Lets say you have created a new release of your application. In total, War + config files + some DDL scripts is about 100MB, not a big deal indeed! Easy to copy across to different environments. Now try and create a virtual image of this release.
Step 1, get image (= 2GB big, OS + installed Application server + installed DB)
Step 2, Install your application on the virtual image (+= 100MB)
Step 3, Prepare image and pack it up.
Total size of your package or if you like bundle (os + appserver + db + app = 2100MB). Try converting and copying your VMWare 2.1GB to Amazon EC2 over the internet! It will take a while and those are a lot of cups of coffee before you can get it up and running. For the smarter persons out there, just use the AMIs already on Amazon and re-bundle which solves the problem :).
Too simple for you?
So who puts their database on the same virtual server? Nobody, or at least nobody serious 😉 Well for these folks you can create a second virtual image with the database and package that with your application image. Now you have 2 images that can be used together, but yet again more uploading and perhaps more disk space to waste.
And what about resources you need to connect to which you can't package up with your images, like a corporate LDAP or even worse a mainframe system which needs to be accessed via MQSeries and a Message Broker? Well here it still becomes clear that after creating images and instantiating them in environment there are still sometimes activities needed, like for example configuring JMS resources to connect to a remote Queue Manager, to make your application fully-up-and-running-functional. So in a lot of cases we still need automated deployment to get it all going. And while we're at it, you can have a sneek peek at our Deployit 1.3-Beta which already is beginning to get some of these packaging concepts, like Deployment Package with, Queues, Datasources etc...

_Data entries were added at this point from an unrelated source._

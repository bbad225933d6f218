//! Player, target and background sprites with their per-tick behaviour.
//!
//! Sizes follow the texture: `size = texture size * |scale|`. A negative
//! horizontal scale mirrors the sprite. `position` is the collision origin;
//! the host draws each sprite centred on it.

use glam::Vec2;
use rand::Rng;

use crate::assets::{AssetCatalog, TextureHandle};
use crate::collision::{Aabb, Bounded};
use crate::config::{SkinConfig, SkinSpec};
use crate::cosmetic::CosmeticMode;
use crate::movement::Motion;

#[derive(Debug, Clone, PartialEq)]
pub struct Skin {
    pub texture: TextureHandle,
    pub scale: f32,
}

/// Normal skin plus an optional easter-egg skin.
#[derive(Debug, Clone, PartialEq)]
pub struct SkinPair {
    pub normal: Skin,
    pub egg: Option<Skin>,
}

impl SkinPair {
    pub fn resolve(catalog: &AssetCatalog, spec: &SkinSpec) -> Result<Self, String> {
        let normal = Skin {
            texture: catalog.require(&spec.texture)?,
            scale: spec.scale,
        };
        let egg = spec
            .egg_texture
            .as_deref()
            .and_then(|name| catalog.optional(name))
            .map(|texture| Skin {
                texture,
                scale: spec.egg_scale,
            });
        Ok(Self { normal, egg })
    }

    /// `None` when the egg skin is unavailable: the swap is skipped entirely.
    pub fn for_mode(&self, mode: CosmeticMode) -> Option<&Skin> {
        match mode {
            CosmeticMode::Normal if self.egg.is_some() => Some(&self.normal),
            CosmeticMode::Egg => self.egg.as_ref(),
            CosmeticMode::Normal => None,
        }
    }
}

#[derive(Debug, Clone, PartialEq)]
pub struct SkinSet {
    pub player: SkinPair,
    pub target: SkinPair,
    pub background: SkinPair,
}

impl SkinSet {
    pub fn resolve(catalog: &AssetCatalog, skins: &SkinConfig) -> Result<Self, String> {
        Ok(Self {
            player: SkinPair::resolve(catalog, &skins.player)?,
            target: SkinPair::resolve(catalog, &skins.target)?,
            background: SkinPair::resolve(catalog, &skins.background)?,
        })
    }
}

#[derive(Debug, Clone, PartialEq)]
pub struct Sprite {
    pub position: Vec2,
    pub scale: Vec2,
    pub texture: TextureHandle,
}

impl Sprite {
    pub fn new(skin: &Skin, position: Vec2) -> Self {
        Self {
            position,
            scale: Vec2::splat(skin.scale),
            texture: skin.texture.clone(),
        }
    }

    pub fn size(&self) -> Vec2 {
        self.texture.size() * self.scale.abs()
    }

    pub fn is_mirrored(&self) -> bool {
        self.scale.x < 0.0
    }

    /// Swap texture and scale, keeping the current horizontal mirroring.
    pub fn apply_skin(&mut self, skin: &Skin) {
        let sign = if self.is_mirrored() { -1.0 } else { 1.0 };
        self.texture = skin.texture.clone();
        self.scale = Vec2::new(sign * skin.scale, skin.scale);
    }
}

impl Bounded for Sprite {
    fn bounds(&self) -> Aabb {
        Aabb::new(self.position, self.size())
    }
}

#[derive(Debug, Clone, PartialEq)]
pub struct Player {
    pub sprite: Sprite,
    pub motion: Motion,
    pub skins: SkinPair,
}

impl Player {
    pub fn new(skins: SkinPair, viewport: Vec2, speed: f32) -> Self {
        Self {
            sprite: Sprite::new(&skins.normal, viewport * 0.5),
            motion: Motion::new(speed),
            skins,
        }
    }

    /// Advance one tick. Each axis moves only if the candidate coordinate lies
    /// strictly inside `(0, bound)`; otherwise that axis stays put, which can
    /// leave the player short of the edge.
    pub fn integrate(&mut self, viewport: Vec2) {
        let velocity = self.motion.velocity;
        let position = &mut self.sprite.position;

        let next_x = position.x + velocity.x;
        if next_x > 0.0 && next_x < viewport.x {
            position.x = next_x;
        }
        let next_y = position.y + velocity.y;
        if next_y > 0.0 && next_y < viewport.y {
            position.y = next_y;
        }

        self.sprite.scale.x = self.motion.facing.sign() * self.sprite.scale.x.abs();
    }

    pub fn apply_cosmetic(&mut self, mode: CosmeticMode) {
        if let Some(skin) = self.skins.for_mode(mode) {
            self.sprite.apply_skin(skin);
        }
    }
}

impl Bounded for Player {
    fn bounds(&self) -> Aabb {
        self.sprite.bounds()
    }
}

#[derive(Debug, Clone, PartialEq)]
pub struct Target {
    pub sprite: Sprite,
    pub skins: SkinPair,
}

impl Target {
    pub fn new(skins: SkinPair) -> Self {
        Self {
            sprite: Sprite::new(&skins.normal, Vec2::ZERO),
            skins,
        }
    }

    /// Move to a whole-pixel point drawn uniformly from `[0, w) x [0, h)`.
    pub fn relocate<R: Rng + ?Sized>(&mut self, rng: &mut R, viewport: Vec2) {
        let x = (rng.gen::<f32>() * viewport.x.max(0.0)).floor();
        let y = (rng.gen::<f32>() * viewport.y.max(0.0)).floor();
        self.sprite.position = Vec2::new(x, y);
        log::debug!("Target relocated to ({}, {})", x, y);
    }

    pub fn apply_cosmetic(&mut self, mode: CosmeticMode) {
        if let Some(skin) = self.skins.for_mode(mode) {
            self.sprite.apply_skin(skin);
        }
    }
}

impl Bounded for Target {
    fn bounds(&self) -> Aabb {
        self.sprite.bounds()
    }
}

#[derive(Debug, Clone, PartialEq)]
pub struct Background {
    pub sprite: Sprite,
    pub skins: SkinPair,
}

impl Background {
    pub fn new(skins: SkinPair, viewport: Vec2) -> Self {
        let mut background = Self {
            sprite: Sprite::new(&skins.normal, Vec2::ZERO),
            skins,
        };
        background.fit(viewport);
        background
    }

    /// Stretch over the whole viewport and stay centred on it.
    pub fn fit(&mut self, viewport: Vec2) {
        let texture = self.sprite.texture.size().max(Vec2::ONE);
        self.sprite.scale = viewport / texture;
        self.sprite.position = viewport * 0.5;
    }

    /// Only the texture changes; scale is recomputed by `fit`.
    pub fn apply_cosmetic(&mut self, mode: CosmeticMode) {
        if let Some(skin) = self.skins.for_mode(mode) {
            self.sprite.texture = skin.texture.clone();
        }
    }
}

#[cfg(test)]
mod tests {
    use super::*;
    use crate::config::SkinConfig;
    use rand::rngs::StdRng;
    use rand::SeedableRng;

    fn catalog(with_egg: bool) -> AssetCatalog {
        let mut catalog = AssetCatalog::new();
        catalog.insert("player", 100, 80);
        catalog.insert("target", 200, 200);
        catalog.insert("background", 1920, 1080);
        if with_egg {
            catalog.insert("player_egg", 300, 300);
            catalog.insert("target_egg", 60, 60);
            catalog.insert("background_egg", 1920, 1080);
        }
        catalog
    }

    fn skins(with_egg: bool) -> SkinSet {
        SkinSet::resolve(&catalog(with_egg), &SkinConfig::default()).expect("skins resolve")
    }

    fn player_at(x: f32, y: f32, vx: f32, vy: f32) -> Player {
        let mut player = Player::new(skins(true).player, Vec2::new(1000.0, 800.0), 5.0);
        player.sprite.position = Vec2::new(x, y);
        player.motion.velocity = Vec2::new(vx, vy);
        player
    }

    #[test]
    fn player_starts_centred_at_half_scale() {
        let player = Player::new(skins(true).player, Vec2::new(800.0, 600.0), 5.0);
        assert_eq!(player.sprite.position, Vec2::new(400.0, 300.0));
        assert_eq!(player.sprite.size(), Vec2::new(50.0, 40.0));
    }

    #[test]
    fn integrate_moves_inside_bounds() {
        let mut player = player_at(100.0, 100.0, 5.0, 0.0);
        player.integrate(Vec2::new(1000.0, 800.0));
        assert_eq!(player.sprite.position, Vec2::new(105.0, 100.0));
    }

    #[test]
    fn integrate_leaves_axis_unchanged_past_the_edge() {
        let mut player = player_at(998.0, 100.0, 5.0, 0.0);
        player.integrate(Vec2::new(1000.0, 800.0));
        assert_eq!(player.sprite.position, Vec2::new(998.0, 100.0));
    }

    #[test]
    fn integrate_axes_are_independent() {
        let mut player = player_at(3.0, 400.0, -5.0, 5.0);
        player.integrate(Vec2::new(1000.0, 800.0));
        assert_eq!(player.sprite.position, Vec2::new(3.0, 405.0));
    }

    #[test]
    fn integrate_rejects_exact_boundary() {
        let mut player = player_at(5.0, 795.0, -5.0, 5.0);
        player.integrate(Vec2::new(1000.0, 800.0));
        assert_eq!(player.sprite.position, Vec2::new(5.0, 795.0));
    }

    #[test]
    fn integrate_mirrors_sprite_with_facing() {
        let mut player = player_at(100.0, 100.0, -5.0, 0.0);
        player.motion.facing = crate::movement::Facing::Left;
        player.integrate(Vec2::new(1000.0, 800.0));
        assert!(player.sprite.is_mirrored());
        assert_eq!(player.sprite.size(), Vec2::new(50.0, 40.0));
    }

    #[test]
    fn cosmetic_swap_preserves_mirroring() {
        let mut player = player_at(100.0, 100.0, 0.0, 0.0);
        player.sprite.scale.x = -0.5;
        player.apply_cosmetic(CosmeticMode::Egg);
        assert_eq!(player.sprite.scale, Vec2::new(-0.25, 0.25));
        assert_eq!(&*player.sprite.texture.key, "player_egg");
        player.apply_cosmetic(CosmeticMode::Normal);
        assert_eq!(player.sprite.scale, Vec2::new(-0.5, 0.5));
        assert_eq!(&*player.sprite.texture.key, "player");
    }

    #[test]
    fn cosmetic_swap_without_egg_texture_is_no_op() {
        let mut target = Target::new(skins(false).target);
        let before = target.sprite.clone();
        target.apply_cosmetic(CosmeticMode::Egg);
        assert_eq!(target.sprite, before);
        target.apply_cosmetic(CosmeticMode::Normal);
        assert_eq!(target.sprite, before);
    }

    #[test]
    fn target_relocates_to_whole_pixels_inside_viewport() {
        let mut target = Target::new(skins(true).target);
        let mut rng = StdRng::seed_from_u64(7);
        let viewport = Vec2::new(640.0, 480.0);
        for _ in 0..200 {
            target.relocate(&mut rng, viewport);
            let p = target.sprite.position;
            assert!(p.x >= 0.0 && p.x < viewport.x);
            assert!(p.y >= 0.0 && p.y < viewport.y);
            assert_eq!(p.x, p.x.floor());
            assert_eq!(p.y, p.y.floor());
        }
    }

    #[test]
    fn target_relocation_in_empty_viewport_stays_at_origin() {
        let mut target = Target::new(skins(true).target);
        let mut rng = StdRng::seed_from_u64(1);
        target.relocate(&mut rng, Vec2::ZERO);
        assert_eq!(target.sprite.position, Vec2::ZERO);
    }

    #[test]
    fn background_fills_and_follows_viewport() {
        let mut background = Background::new(skins(true).background, Vec2::new(1920.0, 1080.0));
        assert_eq!(background.sprite.size(), Vec2::new(1920.0, 1080.0));
        background.fit(Vec2::new(960.0, 540.0));
        assert_eq!(background.sprite.size(), Vec2::new(960.0, 540.0));
        assert_eq!(background.sprite.position, Vec2::new(480.0, 270.0));
    }

    #[test]
    fn missing_required_texture_fails_resolution() {
        let mut catalog = AssetCatalog::new();
        catalog.insert("player", 10, 10);
        let err = SkinSet::resolve(&catalog, &SkinConfig::default()).expect_err("target missing");
        assert!(err.contains("'target'"));
    }
}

Still it's a nice picture to draw…aka the image is the new EAR
Packaging/bundling up your application with an OS and delivering it as your release. You get to do almost whatever you want to do on that image, whatever is best for YOUR application. Tune not only the application server, but even the OS! Use whatever libraries you want. The sky is the limit! 😉 or at least what sysadmins will tolerate.
This is IMHO, the biggest plus! You get to deliver something which is very, very close to the production setup. This will eliminate or greatly reduce runtime and configuration issues which you may face when getting your application running in production.
In part three, I'll have a look at where the virtualization/cloud vendors, like IBM, Oracle, VMWare (+ Spring, anyone?) are now. How you can start moving from just delivering a war/ear to delivering virtual images/appliances tomorrow (and not in 3-5 years 😉 )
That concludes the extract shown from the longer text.